"If they come, so much the better!" cried Eberstein. "We will annihilate them. But I do not for a moment believe——"
He was stopped by a heavy distant roar that commenced with the suddenness of a thunderclap and continued in one never-ending roll.
"There we are!" exclaimed von Waldhofer. He looked at his watch. It marked 7 o'clock precisely.[7]
A moment later the telephone bell rang in an excavated offshoot of the main dug-out. The orderly on duty there answered the call. "Message from the observation officer!" he announced in a loud voice. Eberstein picked up the receiver lying on the table in front of him.
"Yes?"
"Intense artillery fire all calibres upon entire sector. Whole front being heavily bombarded. Infantry attack expected momentarily."
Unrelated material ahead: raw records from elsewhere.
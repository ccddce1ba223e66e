use std::time::Duration;

use tokio::sync::mpsc;
use tracing::info;

use super::backend::{CaptureBackend, MediaChunk, MediaConstraints};
use crate::error::DeviceError;

/// Emits a fixed, pre-scripted chunk sequence at a steady cadence.
///
/// Used by tests and demos to simulate the hardware's asynchronous chunk
/// delivery, including zero-size deliveries.
pub struct ScriptedBackend {
    script: Vec<MediaChunk>,
    cadence: Duration,
    open: bool,
}

impl ScriptedBackend {
    pub fn new(script: Vec<MediaChunk>, cadence: Duration) -> Self {
        Self {
            script,
            cadence,
            open: false,
        }
    }
}

#[async_trait::async_trait]
impl CaptureBackend for ScriptedBackend {
    async fn open(
        &mut self,
        _constraints: &MediaConstraints,
    ) -> Result<mpsc::Receiver<MediaChunk>, DeviceError> {
        let (tx, rx) = mpsc::channel(100);
        let script = std::mem::take(&mut self.script);
        let cadence = self.cadence;

        info!("Scripted backend open: {} chunks queued", script.len());

        tokio::spawn(async move {
            for chunk in script {
                tokio::time::sleep(cadence).await;
                if tx.send(chunk).await.is_err() {
                    break;
                }
            }
        });

        self.open = true;
        Ok(rx)
    }

    async fn close(&mut self) -> Result<(), DeviceError> {
        self.open = false;
        Ok(())
    }

    fn is_open(&self) -> bool {
        self.open
    }

    fn name(&self) -> &str {
        "scripted"
    }
}
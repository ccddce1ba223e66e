//! Stages, screens, and the routing metadata threaded between them.
//!
//! Each scripted step of a debate or interview flow has its own recording
//! screen, upload endpoint, and follow-on screen. The metadata bundle is
//! passed by value from screen to screen; nothing here reads ambient
//! storage.

use serde::{Deserialize, Serialize};

/// One scripted step with its own recording screen and upload endpoint.
#[derive(Debug, Clone, Copy, PartialEq, Eq, Hash, Serialize, Deserialize)]
#[serde(rename_all = "kebab-case")]
pub enum Stage {
    DebateOpening,
    DebateRebuttal,
    DebateCounterRebuttal,
    DebateClosing,
    InterviewTech,
    InterviewFollowup,
}

impl Stage {
    pub const ALL: [Stage; 6] = [
        Stage::DebateOpening,
        Stage::DebateRebuttal,
        Stage::DebateCounterRebuttal,
        Stage::DebateClosing,
        Stage::InterviewTech,
        Stage::InterviewFollowup,
    ];

    /// Upload endpoint path for this stage, relative to the API base.
    pub fn upload_path(&self, entity_id: &str) -> String {
        match self {
            Stage::DebateOpening => format!("/api/debate/{entity_id}/opening-video"),
            Stage::DebateRebuttal => format!("/api/debate/{entity_id}/rebuttal-video"),
            Stage::DebateCounterRebuttal => {
                format!("/api/debate/{entity_id}/counter-rebuttal-video")
            }
            Stage::DebateClosing => format!("/api/debate/{entity_id}/closing-video"),
            Stage::InterviewTech => format!("/api/interview/{entity_id}/TECH/answer-video"),
            Stage::InterviewFollowup => {
                format!("/api/interview/{entity_id}/FOLLOWUP/answer-video")
            }
        }
    }

    /// Multipart field name the endpoint expects for the binary payload.
    /// Uniformly "file"; config can override per stage for backends that
    /// still expect the legacy "video" field.
    pub fn field_name(&self) -> &'static str {
        "file"
    }

    /// Filename attached to the multipart part.
    pub fn file_name(&self) -> &'static str {
        match self {
            Stage::DebateOpening => "opening-video.webm",
            Stage::DebateRebuttal => "rebuttal-video.webm",
            Stage::DebateCounterRebuttal => "counter-rebuttal-video.webm",
            Stage::DebateClosing => "closing-video.webm",
            Stage::InterviewTech => "tech.webm",
            Stage::InterviewFollowup => "followup.webm",
        }
    }

    /// Screen the pipeline navigates to after a successful upload.
    pub fn next_screen(&self) -> Screen {
        match self {
            Stage::DebateOpening => Screen::AiOpening,
            Stage::DebateRebuttal => Screen::AiRebuttal,
            Stage::DebateCounterRebuttal => Screen::AiCounterRebuttal,
            Stage::DebateClosing => Screen::AiClosing,
            Stage::InterviewTech => Screen::InterviewFollowupQuestion,
            Stage::InterviewFollowup => Screen::InterviewFeedback,
        }
    }

    pub fn as_str(&self) -> &'static str {
        match self {
            Stage::DebateOpening => "debate-opening",
            Stage::DebateRebuttal => "debate-rebuttal",
            Stage::DebateCounterRebuttal => "debate-counter-rebuttal",
            Stage::DebateClosing => "debate-closing",
            Stage::InterviewTech => "interview-tech",
            Stage::InterviewFollowup => "interview-followup",
        }
    }
}

impl std::str::FromStr for Stage {
    type Err = String;

    fn from_str(s: &str) -> Result<Self, Self::Err> {
        Stage::ALL
            .iter()
            .copied()
            .find(|stage| stage.as_str() == s)
            .ok_or_else(|| format!("unknown stage: {s}"))
    }
}

impl std::fmt::Display for Stage {
    fn fmt(&self, f: &mut std::fmt::Formatter<'_>) -> std::fmt::Result {
        f.write_str(self.as_str())
    }
}

/// Navigation target after a pipeline completes or is abandoned.
#[derive(Debug, Clone, Copy, PartialEq, Eq, Serialize, Deserialize)]
pub enum Screen {
    AiOpening,
    AiRebuttal,
    AiCounterRebuttal,
    AiClosing,
    DebateFeedback,
    InterviewFollowupQuestion,
    InterviewFeedback,
    Home,
}

impl Screen {
    pub fn route(&self) -> &'static str {
        match self {
            Screen::AiOpening => "/debate/ai-opening",
            Screen::AiRebuttal => "/debate/ai-rebuttal",
            Screen::AiCounterRebuttal => "/debate/ai-counter",
            Screen::AiClosing => "/debate/ai-closing",
            Screen::DebateFeedback => "/debate/feedback",
            Screen::InterviewFollowupQuestion => "/interview/q5",
            Screen::InterviewFeedback => "/interview/feedback",
            Screen::Home => "/",
        }
    }
}

/// Identifiers threaded from screen to screen via navigation state.
#[derive(Debug, Clone, Serialize, Deserialize)]
pub struct RoutingMetadata {
    /// Debate or interview id the uploads are routed to.
    pub entity_id: String,
    /// Debate topic or interview question, when the flow carries one.
    pub topic: Option<String>,
    /// Debate position (PRO/CON), debate flows only.
    pub position: Option<String>,
    /// Client session id for log correlation.
    pub session_id: String,
}

impl RoutingMetadata {
    pub fn new(entity_id: impl Into<String>) -> Self {
        Self {
            entity_id: entity_id.into(),
            topic: None,
            position: None,
            session_id: format!("capture-{}", uuid::Uuid::new_v4()),
        }
    }
}

/// Explicit authentication context injected into each screen, replacing
/// ambient storage reads.
#[derive(Debug, Clone, Serialize, Deserialize)]
pub struct AuthContext {
    pub user_id: String,
    /// Bearer token attached to API calls; absent for anonymous flows.
    pub token: Option<String>,
}

impl AuthContext {
    pub fn anonymous() -> Self {
        Self {
            user_id: "anonymous".to_string(),
            token: None,
        }
    }
}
Eberstein repeated the message, and ere he had finished the battery commander had sprung to the door of the dug-out, shouting his orders. He heard them megaphoned on by the sergeant-major above. Out there in the first rays of the sun the four squat idols had shaken aside their veils, lay surrounded by tensely waiting acolytes. The moment for their dread speech was at hand.
In the electric-lit dug-out the two officers sat silently listening to the distant storm. It rolled in one unnerving continuous thunder. Not their duty was it to reply. They were detailed for barrage upon a particular sector. But near at hand the heavy detonations of guns told off for counter-battery work followed one another ever more quickly. Near at hand, too, came the long whine and crash of the English counter-battery shells hurled in reply.
Again the bell rang and again the telephone orderly called out. "Speak to battalion commander,[8] please!"